Simon Stevens told MPs yesterday that he wanted NHS England to move all CCGs to within 5 per cent of their target “fair share” funding within two to three years.

Doing so would represent a marked increase on the pace at which groups have moved towards target this year and in 2015-16.

His comments come ahead of the publication this week of the “NHS five year forward view”, which Mr Stevens has led and which is expected to comment on the service’s funding outlook and plans.

In 2014-15 nearly two-fifths of CCGs are more than 5 percentage points above or below their target allocation.

Mr Stevens, speaking at the Commons public accounts committee yesterday, said: “The allocations have been set for 2014-15 and 2015-16, so I don’t think anybody in the NHS wants all those cards thrown in the air again so close to the start of the next financial year.

“Clearly from 2016-17 we definitely want to make much faster progress against targets.”

He added:  “In two years from now we would like to be in a position where the CCGs that are more than five per cent off their target are within that range, recognising volatilities.”

A report published by the National Audit Office last month said: “Were the current pace of change and tight financial position to continue, it would take approximately six years before no clinical commissioning group was below its target allocation by more than five per cent.”

It is therefore unclear how Mr Stevens could achieve the stated aim without greater increases in NHS funding than are currently expected, or without giving some CCGs real terms cuts in funding, so others can get greater increases.

However, an NHS England source told HSJ it would be achieved “within the [expected NHS England] budget”.

An NHS England source said: “What Simon Stevens was referring to was not a bid for extra cash, it was an ambition that by the end of 2016-17 all CCGs currently more than 5 per cent below their ‘fair share’ budget should, by then, be within 5 per cent or closer to their ‘fair share’. We don’t see this as an insurmountable challenge.

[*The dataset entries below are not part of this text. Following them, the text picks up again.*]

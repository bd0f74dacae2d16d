//! Query compiler
//!
//! Turns a [`Query`] into an [`ExecutionPlan`] the datastore can run.
//!
//! Compilation proceeds in fixed order and fails closed before any
//! datastore call:
//!
//! 1. Kind lookup and paging validation
//! 2. Projection analysis (keys-only, fields, COUNT)
//! 3. Parameter binding into a [`Predicate`] tree; operator errors surface here
//! 4. Classification against the native index model; shape errors surface here
//! 5. Plan selection: batch get, single native query, merge join, count,
//!    or a client-side fallback when the configuration allows it

use std::collections::{BTreeMap, HashMap};

use chrono::{DateTime, Utc};
use serde::{Deserialize, Serialize};

use super::ast::{CompareOp, Expr, JoinClause, Operand, Projection, Query, SortDirection, SortSpec};
use super::cursor::Cursor;
use super::errors::{CompileError, CompileResult, MisuseError, Operator, Unsupported};
use super::plan::{
    BatchGetPlan, CountPlan, ExecutionPlan, FilterOperator, FilterPredicate, HashJoin,
    InMemoryPlan, MergeJoinPlan, NativeFilter, NativeQuery, Predicate, SortPredicate,
};
use crate::config::QueryConfig;
use crate::model::{Key, Value, ANCESTOR_PROPERTY, KEY_PROPERTY};
use crate::observability::{log_event, Event};

/// Metadata the compiler needs about a kind
#[derive(Debug, Clone, Default, PartialEq, Eq, Serialize, Deserialize)]
pub struct KindMetadata {
    /// Property name that addresses the record key
    #[serde(default)]
    pub id_property: Option<String>,
    /// Property name that addresses the parent key (ancestor restriction)
    #[serde(default)]
    pub parent_property: Option<String>,
}

impl KindMetadata {
    pub fn with_id(mut self, property: impl Into<String>) -> Self {
        self.id_property = Some(property.into());
        self
    }

    pub fn with_parent(mut self, property: impl Into<String>) -> Self {
        self.parent_property = Some(property.into());
        self
    }

    /// Maps mapped identifier/parent names onto the reserved properties
    fn normalize<'p>(&self, property: &'p str) -> &'p str {
        if self.id_property.as_deref() == Some(property) {
            KEY_PROPERTY
        } else if self.parent_property.as_deref() == Some(property) {
            ANCESTOR_PROPERTY
        } else {
            property
        }
    }
}

/// Read-only kind registry
pub trait KindRegistry {
    /// Metadata for `kind`, or None if the kind is unknown
    fn metadata(&self, kind: &str) -> Option<&KindMetadata>;
}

“[We] are not looking at real terms cuts [for any CCGs], [we are] saying we can find the money required within the budget.”

The issue has hugely frustrated CCGs which are substantially below their target, many of which are struggling financially.

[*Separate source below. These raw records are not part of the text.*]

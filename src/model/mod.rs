//! Datastore value model
//!
//! Values, hierarchical keys and records exactly as the ordered key-value
//! datastore sees them. Everything above this module (planner, executor,
//! in-memory datastore) speaks in these types.
//!
//! # Ordering
//!
//! Values of different families order by family first:
//! null < bool < number < text < timestamp < key < list.
//! Int and Float share the number family and compare numerically.

mod key;
mod record;
mod value;

pub use key::{Key, KeyId};
pub use record::Record;
pub use value::Value;

/// Reserved property addressing the record key itself.
pub const KEY_PROPERTY: &str = "__key__";

/// Reserved property addressing the ancestor restriction of a query.
pub const ANCESTOR_PROPERTY: &str = "__ancestor__";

Mr Stevens also told the PAC he wanted to move to a “place-based” allocation of funds, indicating a future approach would bring together allocation of some public health funds – which are split between local authorities, NHS England and Public Health England – and some primary and specialised services funding.

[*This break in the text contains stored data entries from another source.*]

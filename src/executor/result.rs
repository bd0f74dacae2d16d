//! Result types for query execution

use serde::Serialize;

use crate::error::Result;
use crate::model::Record;
use crate::planner::{Cursor, NativeQuery};
use crate::stream::{LazyIter, LazyListIter, LazyResult};

/// Lazily materialized rows of one execution
pub struct QueryResult<'a> {
    rows: LazyResult<'a, Record>,
    /// Native query backing the rows when they stream from exactly one query
    streaming: Option<NativeQuery>,
}

impl<'a> QueryResult<'a> {
    pub(crate) fn new(rows: LazyResult<'a, Record>, streaming: Option<NativeQuery>) -> Self {
        Self { rows, streaming }
    }

    pub fn get(&mut self, index: usize) -> Result<&Record> {
        self.rows.get(index)
    }

    pub fn size(&mut self) -> Result<usize> {
        self.rows.size()
    }

    pub fn iter(&mut self) -> LazyIter<'_, 'a, Record> {
        self.rows.iter()
    }

    pub fn list_iter(&mut self, start: usize) -> LazyListIter<'_, 'a, Record> {
        self.rows.list_iter(start)
    }

    /// Rows resolved so far
    pub fn resolved(&self) -> usize {
        self.rows.resolved()
    }

    /// Resumption point after the last resolved row.
    ///
    /// `None` unless the rows stream from a single native query that has
    /// not been materialized through [`size`](Self::size).
    pub fn cursor(&self) -> Option<Cursor> {
        let query = self.streaming.as_ref()?;
        if self.rows.is_sized() {
            return None;
        }
        let position = query
            .first_position()?
            .checked_add(self.rows.resolved() as u64)?;
        Some(Cursor::new(query, position))
    }

    pub fn into_records(self) -> Result<Vec<Record>> {
        self.rows.into_vec()
    }
}

/// Execution output
pub enum QueryOutput<'a> {
    Rows(QueryResult<'a>),
    Count(u64),
}

impl<'a> QueryOutput<'a> {
    pub fn rows(self) -> Option<QueryResult<'a>> {
        match self {
            QueryOutput::Rows(rows) => Some(rows),
            QueryOutput::Count(_) => None,
        }
    }

    pub fn count(&self) -> Option<u64> {
        match self {
            QueryOutput::Count(n) => Some(*n),
            QueryOutput::Rows(_) => None,
        }
    }
}

/// Serializable page of rows, as written by the CLI
#[derive(Debug, Clone, PartialEq, Serialize)]
pub struct RowsPage {
    pub records: Vec<Record>,
    #[serde(skip_serializing_if = "Option::is_none")]
    pub cursor: Option<String>,
}

impl RowsPage {
    /// Drains `result`, capturing the cursor once every row is resolved
    /// by iteration rather than by `size()`.
    pub fn collect(mut result: QueryResult<'_>) -> Result<Self> {
        let records = result.iter().collect::<Result<Vec<_>>>()?;
        let cursor = result.cursor().map(|c| c.to_web_safe_string());
        Ok(Self { records, cursor })
    }
}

“In a year from now…we want to move to a position where we have place-based formulae for as much of the NHS and possibly the public health spend as we can,” he said.

Mr Stevens also told the committee he wanted the NHS to become more “socially activist” on the non-NHS determinants of people’s health. He said this would be a theme of the forward view, to be published on Thursday.

He said, for example, more should be spent on obesity prevention compared to bariatric surgery.

Speaking to HSJ Mr Stevens said: “[We want to do this] because a lot of what the NHS is going to be dealing with over the next three to five years is a huge wave of avoidable illnesses.

“In particular we’re seeing a wave of type 2 diabetes and now is the time to get that up the agenda.”

He said: “A large chunk of the five-year forward view will cover [non-NHS determinants of health]. The NHS now needs a new relationship with school, businesses and [wider society].”